On hearing all this, his father said: “Give me something easy to do.” Green tried convincing his father saying: “Dad, this is the key to Paradise; this is the success in the life to come! What do you think?” At that point, not only did Green’s father nod his head, as if in affirmation of his son’s statement, he followed his son in declaring the testimony of faith: ‘I testify that there is nothing worthy of worship except Allah, and that Muhammad is His messenger.’
By then, it was time for Green to leave the hospital, for the hospital rules did not allow him to stay any longer. When he visited his father the next day, his father did not remember anything from what had happened the previous day. However, that was exactly his condition towards the end: he was unable to remember anything, even hour to hour. About three to four days before his father passed away, when Green visited him in the hospital, his father was moved to cry out to him: ‘Help me! Help me!” Green did not know what he could do. The touching conversation which then ensued between the two went thus:
Green: “Dad, what do you want me to do?”
Father: “I don’t know! Give me something easy to do.”

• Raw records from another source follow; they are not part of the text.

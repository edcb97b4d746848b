use crate::error::{FrontierError, Result};
use crate::market_data::{AssetSet, Lookback, PriceHistoryProvider, PriceTable, ensure_usable};
use chrono::{DateTime, NaiveDate};
use serde::Deserialize;
use std::collections::BTreeMap;
use std::time::Duration;
use tracing::{debug, info, warn};

const CHART_URL: &str = "https://query1.finance.yahoo.com/v8/finance/chart";
const MAX_ATTEMPTS: usize = 3;
const RETRY_DELAY: Duration = Duration::from_secs(2);

// Smallest chart range covering a lookback, in calendar days
const RANGES: [(u32, &str); 8] = [
    (5, "5d"),
    (31, "1mo"),
    (93, "3mo"),
    (186, "6mo"),
    (366, "1y"),
    (732, "2y"),
    (1830, "5y"),
    (3660, "10y"),
];

#[derive(Deserialize, Debug)]
struct YahooChartResponse {
    chart: YahooChart,
}

#[derive(Deserialize, Debug)]
struct YahooChart {
    result: Option<Vec<YahooResult>>,
    error: Option<YahooChartError>,
}

#[derive(Deserialize, Debug)]
struct YahooChartError {
    description: Option<String>,
}

#[derive(Deserialize, Debug)]
struct YahooResult {
    #[serde(default)]
    timestamp: Vec<i64>,
    indicators: YahooIndicators,
}

#[derive(Deserialize, Debug)]
struct YahooIndicators {
    quote: Vec<YahooQuote>,
}

#[derive(Deserialize, Debug)]
struct YahooQuote {
    #[serde(default)]
    close: Vec<Option<f64>>,
}

/// Daily closes from the Yahoo Finance chart endpoint.
pub struct YahooPriceProvider {
    client: reqwest::blocking::Client,
}

impl YahooPriceProvider {
    pub fn new() -> Result<Self> {
        let client = reqwest::blocking::Client::builder()
            .user_agent("Mozilla/5.0")
            .timeout(Duration::from_secs(30))
            .build()
            .map_err(|e| FrontierError::data_fetch("yahoo", e.to_string()))?;
        Ok(YahooPriceProvider { client })
    }

    fn fetch_closes(&self, ticker: &str, range: &str) -> Result<Vec<(NaiveDate, f64)>> {
        let url = format!("{}/{}?range={}&interval=1d", CHART_URL, ticker, range);
        let mut attempts = 0;
        loop {
            attempts += 1;
            let body = self
                .client
                .get(&url)
                .send()
                .and_then(|resp| resp.error_for_status())
                .and_then(|resp| resp.text());
            match body {
                Ok(body) => return parse_chart(ticker, &body),
                Err(e) => {
                    if attempts >= MAX_ATTEMPTS {
                        return Err(FrontierError::data_fetch("yahoo", format!("{}: {}", ticker, e)));
                    }
                    warn!(
                        "Failed to fetch data for {} (attempt {}/{}): {}",
                        ticker, attempts, MAX_ATTEMPTS, e
                    );
                }
            }
            std::thread::sleep(RETRY_DELAY);
        }
    }
}

fn chart_range(lookback: &Lookback) -> &'static str {
    let days = match lookback {
        Lookback::Days(n) => *n,
        Lookback::Months(n) => n.saturating_mul(31),
        Lookback::Years(n) => n.saturating_mul(366),
        Lookback::Max => return "max",
    };
    RANGES
        .iter()
        .find(|(covered, _)| *covered >= days)
        .map(|(_, range)| *range)
        .unwrap_or("max")
}

fn parse_chart(ticker: &str, body: &str) -> Result<Vec<(NaiveDate, f64)>> {
    let response: YahooChartResponse = serde_json::from_str(body)
        .map_err(|e| FrontierError::data_fetch("yahoo", format!("{}: malformed chart response: {}", ticker, e)))?;

    let result = match (response.chart.result, response.chart.error) {
        (Some(mut results), _) if !results.is_empty() => results.swap_remove(0),
        (_, Some(err)) => {
            return Err(FrontierError::data_fetch(
                "yahoo",
                format!("{}: {}", ticker, err.description.unwrap_or_else(|| "unknown error".into())),
            ));
        }
        _ => return Err(FrontierError::data_fetch("yahoo", format!("No data found for {}", ticker))),
    };

    let closes = result
        .indicators
        .quote
        .into_iter()
        .next()
        .map(|q| q.close)
        .unwrap_or_default();

    Ok(result
        .timestamp
        .iter()
        .zip(closes)
        .filter_map(|(ts, close)| {
            let date = DateTime::from_timestamp(*ts, 0)?.date_naive();
            Some((date, close.unwrap_or(f64::NAN)))
        })
        .collect())
}

/// Outer join on date; a ticker without a quote on a date gets NaN.
fn join_closes(series: Vec<Vec<(NaiveDate, f64)>>) -> Result<PriceTable> {
    let width = series.len();
    let mut by_date: BTreeMap<NaiveDate, Vec<f64>> = BTreeMap::new();
    for (asset, closes) in series.into_iter().enumerate() {
        for (date, close) in closes {
            by_date.entry(date).or_insert_with(|| vec![f64::NAN; width])[asset] = close;
        }
    }
    let (dates, rows) = by_date.into_iter().unzip();
    PriceTable::new(width, dates, rows)
}

impl PriceHistoryProvider for YahooPriceProvider {
    fn name(&self) -> &str {
        "yahoo"
    }

    fn fetch(&self, assets: &AssetSet, lookback: &Lookback) -> Result<PriceTable> {
        let range = chart_range(lookback);
        let mut series = Vec::with_capacity(assets.len());
        for asset in assets.iter() {
            let closes = self.fetch_closes(&asset.ticker, range)?;
            if closes.is_empty() {
                return Err(FrontierError::data_fetch(
                    self.name(),
                    format!("No data found for {}", asset.ticker),
                ));
            }
            debug!("{}: {} closes (range {})", asset.ticker, closes.len(), range);
            series.push(closes);
        }

        let table = join_closes(series)?.trimmed(lookback);
        ensure_usable(self.name(), assets, &table)?;
        info!("fetched {} aligned rows for {} tickers", table.len(), assets.len());
        Ok(table)
    }
}
use crate::common_consts::SYMMETRY_TOLERANCE;
use crate::error::{FrontierError, Result};
use crate::market_data::{AssetSet, PriceTable};
use chrono::NaiveDate;
use nalgebra::{DMatrix, DVector};
use serde::Serialize;
use statrs::statistics::Statistics as SampleStatistics;
use tracing::{debug, warn};

fn is_valid_price(price: f64) -> bool {
    price.is_finite() && price > 0.0
}

/// Daily log returns; one row per retained consecutive price pair, dated by
/// the later price.
#[derive(Debug, Clone, PartialEq)]
pub struct ReturnSeries {
    asset_count: usize,
    dates: Vec<NaiveDate>,
    rows: Vec<Vec<f64>>,
}

/// Per-asset summary of the daily return series.
#[derive(Debug, Clone, PartialEq, Serialize)]
pub struct ReturnSummary {
    pub count: usize,
    pub mean: f64,
    pub std: f64,
    pub min: f64,
    pub max: f64,
}

impl ReturnSeries {
    pub fn new(asset_count: usize, dates: Vec<NaiveDate>, rows: Vec<Vec<f64>>) -> Result<Self> {
        if dates.len() != rows.len() {
            return Err(FrontierError::invalid_parameter(format!(
                "{} dates but {} return rows",
                dates.len(),
                rows.len()
            )));
        }
        if rows.iter().any(|r| r.len() != asset_count) {
            return Err(FrontierError::invalid_parameter(format!(
                "every return row must hold {asset_count} values"
            )));
        }
        Ok(ReturnSeries {
            asset_count,
            dates,
            rows,
        })
    }

    /// `ln(P[t] / P[t-1])` per asset. The first row has no predecessor and
    /// rows touching a missing price are dropped, not imputed. A close that
    /// is not finite and positive counts as missing.
    pub fn from_prices(prices: &PriceTable) -> Result<Self> {
        Self::collect(prices, |asset| format!("asset #{asset}"))
    }

    /// As [`ReturnSeries::from_prices`], naming assets by label in errors.
    pub fn from_asset_prices(prices: &PriceTable, assets: &AssetSet) -> Result<Self> {
        if assets.len() != prices.asset_count() {
            return Err(FrontierError::invalid_parameter(format!(
                "price table has {} columns, asset set has {}",
                prices.asset_count(),
                assets.len()
            )));
        }
        let labels = assets.labels();
        Self::collect(prices, |asset| labels[asset].to_string())
    }

    fn collect(prices: &PriceTable, asset_name: impl Fn(usize) -> String) -> Result<Self> {
        let asset_count = prices.asset_count();
        for asset in 0..asset_count {
            if !prices.column(asset).any(is_valid_price) {
                return Err(FrontierError::insufficient_data(
                    format!("prices of {}", asset_name(asset)),
                    1,
                    0,
                ));
            }
        }

        let mut dates = Vec::with_capacity(prices.len().saturating_sub(1));
        let mut rows = Vec::with_capacity(prices.len().saturating_sub(1));
        let mut dropped = 0usize;
        for (pair, date) in prices.rows().windows(2).zip(prices.dates().iter().skip(1)) {
            let row: Vec<f64> = pair[1]
                .iter()
                .zip(pair[0].iter())
                .map(|(&today, &yesterday)| {
                    if is_valid_price(today) && is_valid_price(yesterday) {
                        (today / yesterday).ln()
                    } else {
                        f64::NAN
                    }
                })
                .collect();
            if row.iter().all(|r| r.is_finite()) {
                dates.push(*date);
                rows.push(row);
            } else {
                dropped += 1;
            }
        }
        if dropped > 0 {
            warn!("dropped {} return rows with missing or invalid prices", dropped);
        }

        Ok(ReturnSeries {
            asset_count,
            dates,
            rows,
        })
    }

    pub fn asset_count(&self) -> usize {
        self.asset_count
    }

    pub fn len(&self) -> usize {
        self.rows.len()
    }

    pub fn is_empty(&self) -> bool {
        self.rows.is_empty()
    }

    pub fn dates(&self) -> &[NaiveDate] {
        &self.dates
    }

    pub fn rows(&self) -> &[Vec<f64>] {
        &self.rows
    }

    pub fn column(&self, asset: usize) -> Vec<f64> {
        self.rows.iter().map(|row| row[asset]).collect()
    }

    pub fn describe(&self) -> Vec<ReturnSummary> {
        (0..self.asset_count)
            .map(|asset| {
                let column = self.column(asset);
                ReturnSummary {
                    count: column.len(),
                    mean: column.iter().mean(),
                    std: column.iter().std_dev(),
                    min: SampleStatistics::min(column.iter()),
                    max: SampleStatistics::max(column.iter()),
                }
            })
            .collect()
    }
}

/// Annualized expected returns and covariance of daily log returns.
#[derive(Debug, Clone, PartialEq)]
pub struct Statistics {
    mean: DVector<f64>,
    covariance: DMatrix<f64>,
}

impl Statistics {
    /// Sample mean and sample covariance (n - 1 denominator), both scaled by
    /// `trading_days_per_year`.
    pub fn from_returns(returns: &ReturnSeries, trading_days_per_year: f64) -> Result<Self> {
        if !(trading_days_per_year > 0.0) || !trading_days_per_year.is_finite() {
            return Err(FrontierError::invalid_parameter(format!(
                "trading days per year must be positive, got {trading_days_per_year}"
            )));
        }
        if returns.len() < 2 {
            return Err(FrontierError::insufficient_data(
                "aligned return rows",
                2,
                returns.len(),
            ));
        }

        let n = returns.asset_count();
        let columns: Vec<Vec<f64>> = (0..n).map(|asset| returns.column(asset)).collect();

        let mean = DVector::from_iterator(
            n,
            columns.iter().map(|c| c.iter().mean() * trading_days_per_year),
        );

        let mut covariance = DMatrix::zeros(n, n);
        for i in 0..n {
            for j in i..n {
                let cov = columns[i].iter().covariance(columns[j].iter()) * trading_days_per_year;
                covariance[(i, j)] = cov;
                covariance[(j, i)] = cov;
            }
        }

        debug!(
            "statistics from {} return rows: mean={:?}",
            returns.len(),
            mean.as_slice()
        );
        Ok(Statistics { mean, covariance })
    }

    /// Precomputed annualized statistics.
    pub fn from_parts(mean: Vec<f64>, covariance: Vec<Vec<f64>>) -> Result<Self> {
        let n = mean.len();
        if n == 0 {
            return Err(FrontierError::invalid_parameter("mean vector must not be empty"));
        }
        if covariance.len() != n || covariance.iter().any(|row| row.len() != n) {
            return Err(FrontierError::invalid_parameter(format!(
                "covariance must be {n}x{n}"
            )));
        }
        let covariance = DMatrix::from_fn(n, n, |i, j| covariance[i][j]);
        if mean.iter().chain(covariance.iter()).any(|v| !v.is_finite()) {
            return Err(FrontierError::invalid_parameter("statistics must be finite"));
        }
        for i in 0..n {
            for j in (i + 1)..n {
                if (covariance[(i, j)] - covariance[(j, i)]).abs() > SYMMETRY_TOLERANCE {
                    return Err(FrontierError::invalid_parameter(format!(
                        "covariance not symmetric at ({i}, {j})"
                    )));
                }
            }
        }
        Ok(Statistics {
            mean: DVector::from_vec(mean),
            covariance,
        })
    }

    pub fn asset_count(&self) -> usize {
        self.mean.len()
    }

    pub fn mean(&self) -> &DVector<f64> {
        &self.mean
    }

    pub fn covariance(&self) -> &DMatrix<f64> {
        &self.covariance
    }

    pub fn annualized_volatility(&self) -> Vec<f64> {
        self.covariance.diagonal().iter().map(|v| v.sqrt()).collect()
    }
}

/// Price table straight to annualized statistics.
pub fn compute_statistics(prices: &PriceTable, trading_days_per_year: f64) -> Result<Statistics> {
    let returns = ReturnSeries::from_prices(prices)?;
    Statistics::from_returns(&returns, trading_days_per_year)
}

#[cfg(test)]
mod tests {
    use super::*;
    use approx::assert_relative_eq;

    fn dates(n: usize) -> Vec<NaiveDate> {
        let start = NaiveDate::from_ymd_opt(2024, 1, 1).unwrap();
        (0..n).map(|i| start + chrono::Days::new(i as u64)).collect()
    }

    fn prices_from_returns(returns: &[Vec<f64>], start: &[f64]) -> PriceTable {
        let mut rows = vec![start.to_vec()];
        for r in returns {
            let last = rows.last().unwrap().clone();
            rows.push(last.iter().zip(r).map(|(p, x)| p * x.exp()).collect());
        }
        PriceTable::new(start.len(), dates(rows.len()), rows).unwrap()
    }

    #[test]
    fn test_alternating_returns_match_hand_values() {
        let returns = vec![
            vec![0.01, 0.02],
            vec![-0.01, -0.02],
            vec![0.01, 0.02],
            vec![-0.01, -0.02],
        ];
        let prices = prices_from_returns(&returns, &[100.0, 50.0]);
        let stats = compute_statistics(&prices, 250.0).unwrap();

        assert_relative_eq!(stats.mean()[0], 0.0, epsilon = 1e-12);
        assert_relative_eq!(stats.mean()[1], 0.0, epsilon = 1e-12);
        // sum of squared deviations / (4 - 1) * 250
        assert_relative_eq!(stats.covariance()[(0, 0)], 4.0 * 0.0001 / 3.0 * 250.0, max_relative = 1e-9);
        assert_relative_eq!(stats.covariance()[(1, 1)], 4.0 * 0.0004 / 3.0 * 250.0, max_relative = 1e-9);
        assert_relative_eq!(stats.covariance()[(0, 1)], 4.0 * 0.0002 / 3.0 * 250.0, max_relative = 1e-9);
        assert_eq!(stats.covariance()[(0, 1)], stats.covariance()[(1, 0)]);
    }

    #[test]
    fn test_odd_length_mean_is_annualized() {
        let returns = vec![vec![0.01], vec![-0.01], vec![0.01]];
        let prices = prices_from_returns(&returns, &[10.0]);
        let stats = compute_statistics(&prices, 250.0).unwrap();
        assert_relative_eq!(stats.mean()[0], 0.01 / 3.0 * 250.0, max_relative = 1e-9);
    }

    #[test]
    fn test_rebasing_prices_leaves_statistics_unchanged() {
        let returns = vec![
            vec![0.012, -0.004],
            vec![-0.007, 0.011],
            vec![0.003, 0.002],
            vec![0.020, -0.015],
        ];
        let prices = prices_from_returns(&returns, &[100.0, 40.0]);
        let rebased_rows = prices
            .rows()
            .iter()
            .map(|row| vec![row[0] * 37.5, row[1]])
            .collect();
        let rebased = PriceTable::new(2, prices.dates().to_vec(), rebased_rows).unwrap();

        let a = compute_statistics(&prices, 252.0).unwrap();
        let b = compute_statistics(&rebased, 252.0).unwrap();
        for (x, y) in a.mean().iter().zip(b.mean().iter()) {
            assert_relative_eq!(x, y, epsilon = 1e-12);
        }
        for (x, y) in a.covariance().iter().zip(b.covariance().iter()) {
            assert_relative_eq!(x, y, epsilon = 1e-12);
        }
    }

    #[test]
    fn test_missing_price_drops_both_adjacent_rows() {
        let rows = vec![
            vec![100.0, 10.0],
            vec![101.0, 10.1],
            vec![f64::NAN, 10.2],
            vec![103.0, 10.3],
            vec![104.0, 10.4],
        ];
        let table = PriceTable::new(2, dates(5), rows).unwrap();
        let returns = ReturnSeries::from_prices(&table).unwrap();
        assert_eq!(returns.len(), 2);
        assert_eq!(returns.dates(), &[dates(5)[1], dates(5)[4]]);
    }

    #[test]
    fn test_all_missing_asset_is_insufficient() {
        let rows = vec![vec![1.0, f64::NAN], vec![1.1, f64::NAN], vec![1.2, f64::NAN]];
        let table = PriceTable::new(2, dates(3), rows).unwrap();
        assert!(matches!(
            compute_statistics(&table, 250.0),
            Err(FrontierError::DataInsufficient { .. })
        ));
    }

    #[test]
    fn test_non_positive_prices_count_as_missing() {
        let rows = vec![
            vec![100.0, 10.0],
            vec![101.0, 10.1],
            vec![0.0, 10.2],
            vec![103.0, 10.3],
            vec![-104.0, 10.4],
            vec![105.0, 10.5],
            vec![106.0, 10.6],
        ];
        let table = PriceTable::new(2, dates(7), rows).unwrap();
        let returns = ReturnSeries::from_prices(&table).unwrap();
        assert_eq!(returns.dates(), &[dates(7)[1], dates(7)[6]]);
        assert!(returns.rows().iter().flatten().all(|r| r.is_finite()));
    }

    #[test]
    fn test_negative_price_series_is_insufficient() {
        let rows = vec![vec![-10.0], vec![-11.0], vec![-9.0], vec![-12.0]];
        let table = PriceTable::new(1, dates(4), rows).unwrap();
        assert!(matches!(
            compute_statistics(&table, 250.0),
            Err(FrontierError::DataInsufficient { .. })
        ));
    }

    #[test]
    fn test_all_missing_asset_is_reported_by_label() {
        let rows = vec![vec![1.0, f64::NAN], vec![1.1, 0.0], vec![1.2, f64::NAN]];
        let table = PriceTable::new(2, dates(3), rows).unwrap();
        let assets = AssetSet::from_labels(["Toyota", "Sony"]).unwrap();
        let err = ReturnSeries::from_asset_prices(&table, &assets).unwrap_err();
        assert!(matches!(err, FrontierError::DataInsufficient { .. }));
        assert!(err.to_string().contains("Sony"), "{err}");

        let three = AssetSet::from_labels(["A", "B", "C"]).unwrap();
        assert!(ReturnSeries::from_asset_prices(&table, &three).is_err());
    }

    #[test]
    fn test_fewer_than_two_rows_is_insufficient() {
        let table = PriceTable::new(1, dates(2), vec![vec![1.0], vec![1.1]]).unwrap();
        let err = compute_statistics(&table, 250.0).unwrap_err();
        assert!(matches!(
            err,
            FrontierError::DataInsufficient {
                required: 2,
                available: 1,
                ..
            }
        ));
    }

    #[test]
    fn test_zero_trading_days_rejected() {
        let returns = ReturnSeries::new(1, dates(2), vec![vec![0.01], vec![0.02]]).unwrap();
        assert!(Statistics::from_returns(&returns, 0.0).is_err());
    }

    #[test]
    fn test_from_parts_validates_shape_and_symmetry() {
        assert!(Statistics::from_parts(vec![0.1, 0.2], vec![vec![0.04, 0.01]]).is_err());
        assert!(Statistics::from_parts(vec![0.1, 0.2], vec![vec![0.04, 0.01], vec![0.02, 0.09]]).is_err());
        let stats = Statistics::from_parts(vec![0.1, 0.2], vec![vec![0.04, 0.01], vec![0.01, 0.09]]).unwrap();
        assert_eq!(stats.asset_count(), 2);
        assert_relative_eq!(stats.annualized_volatility()[1], 0.3, epsilon = 1e-12);
    }

    #[test]
    fn test_describe_reports_daily_moments() {
        let returns = ReturnSeries::new(1, dates(3), vec![vec![0.01], vec![0.03], vec![-0.01]]).unwrap();
        let summary = &returns.describe()[0];
        assert_eq!(summary.count, 3);
        assert_relative_eq!(summary.mean, 0.01, epsilon = 1e-12);
        assert_relative_eq!(summary.std, 0.02, epsilon = 1e-12);
        assert_eq!(summary.min, -0.01);
        assert_eq!(summary.max, 0.03);
    }
}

[At this point, Green remembers a hadith of the Prophet (saws) which states, ‘There is something that is light on the tongue, but heavy on the scale’]
Green: “Dad, if I were you, I would keep on repeating the Shahadah over and over.”
Father: “Yes, that’s what I want to do!”
And they spent the next half an hour going over and over with the Shahadah on their lips. Soon thereafter, Green left for UK and, reaching there, he heard the news that his father had passed away. Truly, Allah guides whom He wills to a path that is straight.
Today, it is twenty-five years since Green embraced Islam and, by the mercy of Allah, he is well-known for his Da’wah work all over the globe. He is a renowned speaker at London’s Hyde Park, and is the founder of the Islamic Educational and Research Academy (IERA), London – a center where every new Muslim convert is taught the basic tenets of Islam. He also appears as a speaker on several Islamic TV channels like Peace TV.